_Your task_. Below are the records; restate all of them word for word.

_Data in this exercise_.

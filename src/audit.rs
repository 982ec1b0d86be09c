// 📜 Audit Ledger - one append-only row per reconciliation run
//
// The change id handed out by `next_change_id` is shared by every
// authoritative row a run touches. Read it and write with it inside the same
// transaction.

use crate::error::{ReconcileError, Result};
use chrono::{DateTime, Utc};
use rusqlite::{params, Connection};
use serde::{Deserialize, Serialize};

#[derive(Debug, Clone, PartialEq, Eq, Serialize, Deserialize)]
pub struct AuditEntry {
    pub change_id: i64,
    pub inserted_count: i64,
    pub updated_count: i64,
    pub run_start: DateTime<Utc>,
    pub run_end: DateTime<Utc>,
    /// Object store key of the batch file this run reconciled
    pub source_key: String,
    /// Hex SHA-256 of the raw batch bytes
    pub batch_sha256: String,
}

/// `max(existing change_id, 0) + 1`
pub fn next_change_id(conn: &Connection) -> Result<i64> {
    let next: i64 = conn.query_row(
        "SELECT COALESCE(MAX(change_id), 0) + 1 FROM audit_log",
        [],
        |row| row.get(0),
    )?;
    Ok(next)
}

/// Append one entry. Never touches prior entries.
pub fn record(conn: &Connection, entry: &AuditEntry) -> Result<()> {
    conn.execute(
        "INSERT INTO audit_log (
            change_id, inserted_count, updated_count, run_start, run_end, source_key, batch_sha256
        ) VALUES (?1, ?2, ?3, ?4, ?5, ?6, ?7)",
        params![
            entry.change_id,
            entry.inserted_count,
            entry.updated_count,
            entry.run_start.to_rfc3339(),
            entry.run_end.to_rfc3339(),
            entry.source_key,
            entry.batch_sha256,
        ],
    )?;

    Ok(())
}

/// All entries, oldest first
pub fn entries(conn: &Connection) -> Result<Vec<AuditEntry>> {
    let mut stmt = conn.prepare(
        "SELECT change_id, inserted_count, updated_count, run_start, run_end, source_key, batch_sha256
         FROM audit_log
         ORDER BY change_id",
    )?;

    let rows = stmt
        .query_map([], |row| {
            Ok((
                row.get::<_, i64>(0)?,
                row.get::<_, i64>(1)?,
                row.get::<_, i64>(2)?,
                row.get::<_, String>(3)?,
                row.get::<_, String>(4)?,
                row.get::<_, String>(5)?,
                row.get::<_, String>(6)?,
            ))
        })?
        .collect::<std::result::Result<Vec<_>, _>>()?;

    rows.into_iter()
        .map(
            |(change_id, inserted_count, updated_count, start, end, source_key, batch_sha256)| {
                Ok(AuditEntry {
                    change_id,
                    inserted_count,
                    updated_count,
                    run_start: parse_timestamp(&start)?,
                    run_end: parse_timestamp(&end)?,
                    source_key,
                    batch_sha256,
                })
            },
        )
        .collect()
}

/// Has a batch with this digest already been reconciled?
pub fn digest_seen(conn: &Connection, batch_sha256: &str) -> Result<Option<i64>> {
    let mut stmt = conn.prepare(
        "SELECT change_id FROM audit_log WHERE batch_sha256 = ?1 ORDER BY change_id DESC LIMIT 1",
    )?;
    let mut rows = stmt.query(params![batch_sha256])?;

    match rows.next()? {
        Some(row) => Ok(Some(row.get(0)?)),
        None => Ok(None),
    }
}

fn parse_timestamp(raw: &str) -> Result<DateTime<Utc>> {
    DateTime::parse_from_rfc3339(raw)
        .map(|dt| dt.with_timezone(&Utc))
        .map_err(|e| {
            ReconcileError::ReconciliationFailed(format!(
                "audit_log holds invalid timestamp '{}': {}",
                raw, e
            ))
        })
}

#[cfg(test)]
mod tests {
    use super::*;
    use crate::db::setup_database;

    fn entry(change_id: i64, inserted: i64, updated: i64) -> AuditEntry {
        let now = Utc::now();
        AuditEntry {
            change_id,
            inserted_count: inserted,
            updated_count: updated,
            run_start: now,
            run_end: now,
            source_key: format!("project/batch_{}.csv", change_id),
            batch_sha256: format!("digest-{}", change_id),
        }
    }

    #[test]
    fn test_next_change_id_starts_at_one() {
        let conn = Connection::open_in_memory().unwrap();
        setup_database(&conn).unwrap();

        assert_eq!(next_change_id(&conn).unwrap(), 1);
    }

    #[test]
    fn test_next_change_id_follows_max() {
        let conn = Connection::open_in_memory().unwrap();
        setup_database(&conn).unwrap();

        record(&conn, &entry(1, 3, 0)).unwrap();
        record(&conn, &entry(2, 0, 1)).unwrap();

        assert_eq!(next_change_id(&conn).unwrap(), 3);
    }

    #[test]
    fn test_entries_round_trip_in_order() {
        let conn = Connection::open_in_memory().unwrap();
        setup_database(&conn).unwrap();

        let first = entry(1, 1, 0);
        let second = entry(2, 0, 2);
        record(&conn, &second).unwrap();
        record(&conn, &first).unwrap();

        let all = entries(&conn).unwrap();
        assert_eq!(all.len(), 2);
        assert_eq!(all[0].change_id, 1);
        assert_eq!(all[1].updated_count, 2);
        assert_eq!(all[0].run_start.timestamp(), first.run_start.timestamp());
    }

    #[test]
    fn test_duplicate_change_id_is_rejected() {
        let conn = Connection::open_in_memory().unwrap();
        setup_database(&conn).unwrap();

        record(&conn, &entry(1, 1, 0)).unwrap();
        assert!(record(&conn, &entry(1, 0, 0)).is_err());
        assert_eq!(entries(&conn).unwrap().len(), 1);
    }

    #[test]
    fn test_digest_seen() {
        let conn = Connection::open_in_memory().unwrap();
        setup_database(&conn).unwrap();

        assert_eq!(digest_seen(&conn, "digest-1").unwrap(), None);
        record(&conn, &entry(1, 1, 0)).unwrap();
        assert_eq!(digest_seen(&conn, "digest-1").unwrap(), Some(1));
    }
}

_Reply to the exercise_.
filename src/audit.rs
repository 982ec1b0d86be09c
// 📜 Audit Ledger - one append-only row per reconciliation run
//
// The change id handed out by `next_change_id` is shared by every
// authoritative row a run touches. Read it and write with it inside the same
// transaction.

use crate::error::{ReconcileError, Result};
use chrono::{DateTime, Utc};
use rusqlite::{params, Connection};
use serde::{Deserialize, Serialize};

#[derive(Debug, Clone, PartialEq, Eq, Serialize, Deserialize)]
pub struct AuditEntry {
    pub change_id: i64,
    pub inserted_count: i64,
    pub updated_count: i64,
    pub run_start: DateTime<Utc>,
    pub run_end: DateTime<Utc>,
    /// Object store key of the batch file this run reconciled
    pub source_key: String,
    /// Hex SHA-256 of the raw batch bytes
    pub batch_sha256: String,
}

/// `max(existing change_id, 0) + 1`
pub fn next_change_id(conn: &Connection) -> Result<i64> {
    let next: i64 = conn.query_row(
        "SELECT COALESCE(MAX(change_id), 0) + 1 FROM audit_log",
        [],
        |row| row.get(0),
    )?;
    Ok(next)
}

/// Append one entry. Never touches prior entries.
pub fn record(conn: &Connection, entry: &AuditEntry) -> Result<()> {
    conn.execute(
        "INSERT INTO audit_log (
            change_id, inserted_count, updated_count, run_start, run_end, source_key, batch_sha256
        ) VALUES (?1, ?2, ?3, ?4, ?5, ?6, ?7)",
        params![
            entry.change_id,
            entry.inserted_count,
            entry.updated_count,
            entry.run_start.to_rfc3339(),
            entry.run_end.to_rfc3339(),
            entry.source_key,
            entry.batch_sha256,
        ],
    )?;

    Ok(())
}

/// All entries, oldest first
pub fn entries(conn: &Connection) -> Result<Vec<AuditEntry>> {
    let mut stmt = conn.prepare(
        "SELECT change_id, inserted_count, updated_count, run_start, run_end, source_key, batch_sha256
         FROM audit_log
         ORDER BY change_id",
    )?;

    let rows = stmt
        .query_map([], |row| {
            Ok((
                row.get::<_, i64>(0)?,
                row.get::<_, i64>(1)?,
                row.get::<_, i64>(2)?,
                row.get::<_, String>(3)?,
                row.get::<_, String>(4)?,
                row.get::<_, String>(5)?,
                row.get::<_, String>(6)?,
            ))
        })?
        .collect::<std::result::Result<Vec<_>, _>>()?;

    rows.into_iter()
        .map(
            |(change_id, inserted_count, updated_count, start, end, source_key, batch_sha256)| {
                Ok(AuditEntry {
                    change_id,
                    inserted_count,
                    updated_count,
                    run_start: parse_timestamp(&start)?,
                    run_end: parse_timestamp(&end)?,
                    source_key,
                    batch_sha256,
                })
            },
        )
        .collect()
}

/// Has a batch with this digest already been reconciled?
pub fn digest_seen(conn: &Connection, batch_sha256: &str) -> Result<Option<i64>> {
    let mut stmt = conn.prepare(
        "SELECT change_id FROM audit_log WHERE batch_sha256 = ?1 ORDER BY change_id DESC LIMIT 1",
    )?;
    let mut rows = stmt.query(params![batch_sha256])?;

    match rows.next()? {
        Some(row) => Ok(Some(row.get(0)?)),
        None => Ok(None),
    }
}

fn parse_timestamp(raw: &str) -> Result<DateTime<Utc>> {
    DateTime::parse_from_rfc3339(raw)
        .map(|dt| dt.with_timezone(&Utc))
        .map_err(|e| {
            ReconcileError::ReconciliationFailed(format!(
                "audit_log holds invalid timestamp '{}': {}",
                raw, e
            ))
        })
}

#[cfg(test)]
mod tests {
    use super::*;
    use crate::db::setup_database;

    fn entry(change_id: i64, inserted: i64, updated: i64) -> AuditEntry {
        let now = Utc::now();
        AuditEntry {
            change_id,
            inserted_count: inserted,
            updated_count: updated,
            run_start: now,
            run_end: now,
            source_key: format!("project/batch_{}.csv", change_id),
            batch_sha256: format!("digest-{}", change_id),
        }
    }

    #[test]
    fn test_next_change_id_starts_at_one() {
        let conn = Connection::open_in_memory().unwrap();
        setup_database(&conn).unwrap();

        assert_eq!(next_change_id(&conn).unwrap(), 1);
    }

    #[test]
    fn test_next_change_id_follows_max() {
        let conn = Connection::open_in_memory().unwrap();
        setup_database(&conn).unwrap();

        record(&conn, &entry(1, 3, 0)).unwrap();
        record(&conn, &entry(2, 0, 1)).unwrap();

        assert_eq!(next_change_id(&conn).unwrap(), 3);
    }

    #[test]
    fn test_entries_round_trip_in_order() {
        let conn = Connection::open_in_memory().unwrap();
        setup_database(&conn).unwrap();

        let first = entry(1, 1, 0);
        let second = entry(2, 0, 2);
        record(&conn, &second).unwrap();
        record(&conn, &first).unwrap();

        let all = entries(&conn).unwrap();
        assert_eq!(all.len(), 2);
        assert_eq!(all[0].change_id, 1);
        assert_eq!(all[1].updated_count, 2);
        assert_eq!(all[0].run_start.timestamp(), first.run_start.timestamp());
    }

    #[test]
    fn test_duplicate_change_id_is_rejected() {
        let conn = Connection::open_in_memory().unwrap();
        setup_database(&conn).unwrap();

        record(&conn, &entry(1, 1, 0)).unwrap();
        assert!(record(&conn, &entry(1, 0, 0)).is_err());
        assert_eq!(entries(&conn).unwrap().len(), 1);
    }

    #[test]
    fn test_digest_seen() {
        let conn = Connection::open_in_memory().unwrap();
        setup_database(&conn).unwrap();

        assert_eq!(digest_seen(&conn, "digest-1").unwrap(), None);
        record(&conn, &entry(1, 1, 0)).unwrap();
        assert_eq!(digest_seen(&conn, "digest-1").unwrap(), Some(1));
    }
}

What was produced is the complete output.